После этого приходилось план менять на ходу. Еще ничего не было потеряно: французы упрутся в Центральный курган, Бородино и Семеновское, а справа по ним все еще можно осуществить охватывающий удар. Начали срочно возводить флеши, поднимать курган, оборудовать позиции за оврагом у Семеновского. На крайний левый фланг отрядили корпус Тучкова – с легкой надеждой, что он сможет действовать во фланг неприятелю.
Но общий план оставался прежним, и основная часть армии концентрировалась на правом фланге, чтобы нанести отрезающий удар.
Имел такой план шанс на успех? А почему нет? В конце концов, всего лишь несколько полков легкой кавалерии Уварова и Платова, практически без артиллерии, показали, насколько он был реален: левый фланг французов оказался смят, положение поправила только постановка пехоты в каре и переброска части артиллерии – и в любом случае на два часа было заторможено наступление противника. А если согласиться с тем, что именно из-за этого рейда Наполеон так и не решился потратить свой последний резерв – он-то ведь тоже не знал, сколько у Кутузова еще сил в запасе, если тот себе такие эскапады позволяет! – то этот удар спас сражение и стратегически.
К сожалению, нравы и обстановка в русской армии не позволили Кутузовскому замыслу воплотиться во всей красе. Он ведь не мог напрямую приказать: ты ставь полк здесь, ты двигай драгун сюда, а ты здесь расставляй пушки. Как обычно, до "гг. командующих" доносился общий замысел, а уж воплощали они его сами. Кутузов не мог отвечать за то, что Барклай поймет его замысел так, что оставит в селе Бородино только два полка егерей. И тоже – немалая сила для предмостного укрепления, если за ней нависают батареи у Горок и у Центрального кургана. Но как предугадать, что г-да командиры у Барклая настолько беззаботны, что позволят своим людям париться в баньке, покуда враг готовит нападение? В итоге половина егерей так голыми и легли, а мост пришлось сжечь после того, как, наконец, французов отогнали на тот берег после их крайне удачной атаки на егерей-разгильдяев.

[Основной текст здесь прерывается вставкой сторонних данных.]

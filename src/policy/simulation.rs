//! Playouts: estimating a freshly expanded position
//!
//! Every policy returns a score for side A in `[0, 1]`.

use rand::seq::SliceRandom;
use rand::RngCore;

use crate::{
    game_state::{GameState, Heuristic},
    utils,
};

/// Scores a position for side A
pub trait SimulationPolicy<S: GameState>: Send + Sync {
    /// Plays out or evaluates `state` and returns A's score.
    ///
    /// All randomness must come from `rng`.
    fn simulate(&self, state: &S, rng: &mut dyn RngCore) -> f64;
}

/// Uniformly random moves until the game ends
#[derive(Debug, Clone)]
pub struct RandomPolicy;

impl RandomPolicy {
    pub fn new() -> Self {
        RandomPolicy
    }
}

impl Default for RandomPolicy {
    fn default() -> Self {
        Self::new()
    }
}

impl<S: GameState> SimulationPolicy<S> for RandomPolicy {
    fn simulate(&self, state: &S, rng: &mut dyn RngCore) -> f64 {
        let mut current = state.clone();

        loop {
            let moves = current.available_moves();
            match moves.choose(&mut *rng) {
                Some(mv) => current.make_move_unchecked(mv),
                None => break,
            }
        }

        current.winner().score()
    }
}

/// No playout at all: non-terminal positions get a static evaluation,
/// terminal ones their real outcome
#[derive(Debug, Clone)]
pub struct HeuristicPolicy {
    pub heuristic: Heuristic,
}

impl HeuristicPolicy {
    pub fn new(heuristic: Heuristic) -> Self {
        HeuristicPolicy { heuristic }
    }
}

impl<S: GameState> SimulationPolicy<S> for HeuristicPolicy {
    fn simulate(&self, state: &S, _rng: &mut dyn RngCore) -> f64 {
        let outcome = state.winner();
        if outcome.is_decided() {
            return outcome.score();
        }

        utils::evaluation_to_score(state.evaluate_position(self.heuristic))
    }
}

impl<S: GameState> SimulationPolicy<S> for Box<dyn SimulationPolicy<S>> {
    fn simulate(&self, state: &S, rng: &mut dyn RngCore) -> f64 {
        (**self).simulate(state, rng)
    }
}
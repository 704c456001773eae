//! # boardplay
//!
//! A framework for two-player, perfect-information, turn-based board games,
//! with engines that choose moves: a uniform random player, depth-bounded
//! minimax with alpha-beta pruning, and Monte Carlo Tree Search.
//!
//! ## Features
//!
//! - One [`GameState`] contract implemented by interchangeable rule sets
//!   ([`TicTacToe`], [`ConnectFour`])
//! - Deterministic minimax: alpha-beta never changes the chosen move
//! - MCTS over an arena tree with pluggable selection, simulation and
//!   backpropagation policies
//! - Injected random sources, so every engine is reproducible under a seed
//! - A [`GameController`] that alternates players and records the history
//!
//! ## Basic Usage
//!
//! ```
//! use boardplay::{
//!     GameController, GameState, MinimaxConfig, MinimaxPlayer, Outcome, RandomPlayer, TicTacToe,
//! };
//!
//! let controller = GameController::new(
//!     TicTacToe::new(),
//!     Box::new(MinimaxPlayer::new(MinimaxConfig::default().with_depth(9))),
//!     Box::new(RandomPlayer::seeded(42)),
//! );
//!
//! let record = controller.play().unwrap();
//! assert_ne!(record.outcome, Outcome::BWins);
//! assert!(record.history.last().unwrap().is_terminal());
//! ```
//!
//! ## Searching a position directly
//!
//! ```
//! use boardplay::{GameState, MCTS, MCTSConfig, TicTacToe};
//!
//! // X to move completes the main diagonal
//! let state = TicTacToe::from_key("ttt:3:X:XO./.X./O..").unwrap();
//! let config = MCTSConfig::default().with_max_iterations(2_000).with_seed(1);
//!
//! let mut mcts = MCTS::new(state, config);
//! let next = mcts.search().unwrap();
//! assert_eq!(next.previous_move(), Some(8));
//! println!("{}", mcts.get_statistics().summary());
//! ```
//!
//! ## How MCTS Works
//!
//! 1. **Selection**: descend from the root through fully expanded nodes with
//!    a selection policy (UCB1 by default).
//! 2. **Expansion**: add the next unexplored successor as a child.
//! 3. **Simulation**: play the game out from the new node (uniformly random
//!    moves by default).
//! 4. **Backpropagation**: credit the result to every node on the path, each
//!    from the perspective of the side that moved into it.
//!
//! After the budget is spent the most visited child of the root is played.

pub mod board;
pub mod config;
pub mod controller;
pub mod game_state;
pub mod games;
pub mod mcts;
pub mod minimax;
pub mod player;
pub mod policy;
pub mod stats;
pub mod tree;
pub mod utils;

pub use board::{Board, Cell, Side};
pub use config::{MCTSConfig, MinimaxConfig, Settings};
pub use controller::{GameController, GameRecord, History, Replay};
pub use game_state::{GameState, Heuristic, Move, Outcome};
pub use games::{ConnectFour, TicTacToe};
pub use mcts::MCTS;
pub use minimax::{Minimax, MinimaxDecision};
pub use player::{HumanPlayer, MCTSPlayer, MinimaxPlayer, MoveSource, Player, RandomPlayer};
pub use policy::{BackpropagationPolicy, SelectionPolicy, SimulationPolicy};
pub use stats::SearchStatistics;
pub use tree::{MCTSNode, NodeId, SearchTree};

/// Error types for games and engines
#[derive(thiserror::Error, Debug, Clone, PartialEq)]
pub enum GameError {
    /// A move that the rules forbid, or an engine returning a state that is
    /// not a legal successor
    #[error("{engine}: illegal move {mv} in state {key}")]
    IllegalMove {
        engine: String,
        key: String,
        mv: String,
    },

    /// A move was requested on a finished game
    #[error("{engine}: no legal moves in terminal state {key}")]
    TerminalState { engine: String, key: String },

    /// Board data that no legal game can reach
    #[error("Malformed state: {0}")]
    MalformedState(String),

    /// The move source closed before supplying a move
    #[error("{engine}: move input cancelled")]
    Cancelled { engine: String },

    /// Invalid configuration
    #[error("Invalid configuration: {0}")]
    InvalidConfiguration(String),
}

/// Result type for game and engine operations
pub type Result<T> = std::result::Result<T, GameError>;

Собственно, после этого Кутузов понял, что сражение проиграно стратегически. Оно все-таки вынуждено было превратиться в чисто оборонительное, где все зависело уже не от красоты стратегического замысла главнокомандующего, а от стойкости солдат и ума командиров. Именно после потери Бородина – еще до всяких просьб о помощи от Багратиона – Кутузов распорядился отправить ему 2-й корпус. Именно после этого к полю боя были придвинуты резервы от Татаринова. Именно после этого Кутузов и отстранился от управления боем – зачем? От него уже ничего не зависело, а резервы могли двигать и штабные офицеры.
Проблема Кутузова оказалась в том, что он был стратегически неизмеримо выше своих генералов. Ну что он мог сделать, если Багратион был смелым идиотом, предпочитавшим лично вести гренадеров в атаку, нежели командовать боем так, чтобы не терять флеши? Чтобы хотя бы артиллерию расставить так, чтобы она защищала его солдат, а не пыталась докинуть ядра до артиллерии французов?
Что Кутузов мог сделать, если Барклай лез под пули, а не обеспечил элементарное фланговое прикрытие справа от батареи Раевского, из-за чего ее безнаказанно расстреливали французы из захваченного Бородина?
Что он мог сделать, если его начальник штаба Беннигсен не спрятал корпус Тучкова, чтобы тот мог зайти во фланг и тыл Понятовскому, а поставил его фронтом к противнику, который его и обнаружил и за малым не уничтожил.
Словом, русские генералы совершенно не поняли маневренных замыслов Кутузова, а предпочитали воевать, как при Цорндорфе: поставим Ваньку-солдата перед врагом и пусть он своею храбростью держит рубеж. Похоже, единственным, кто понял Кутузова, оказался Наполеон. Понял – и парировал.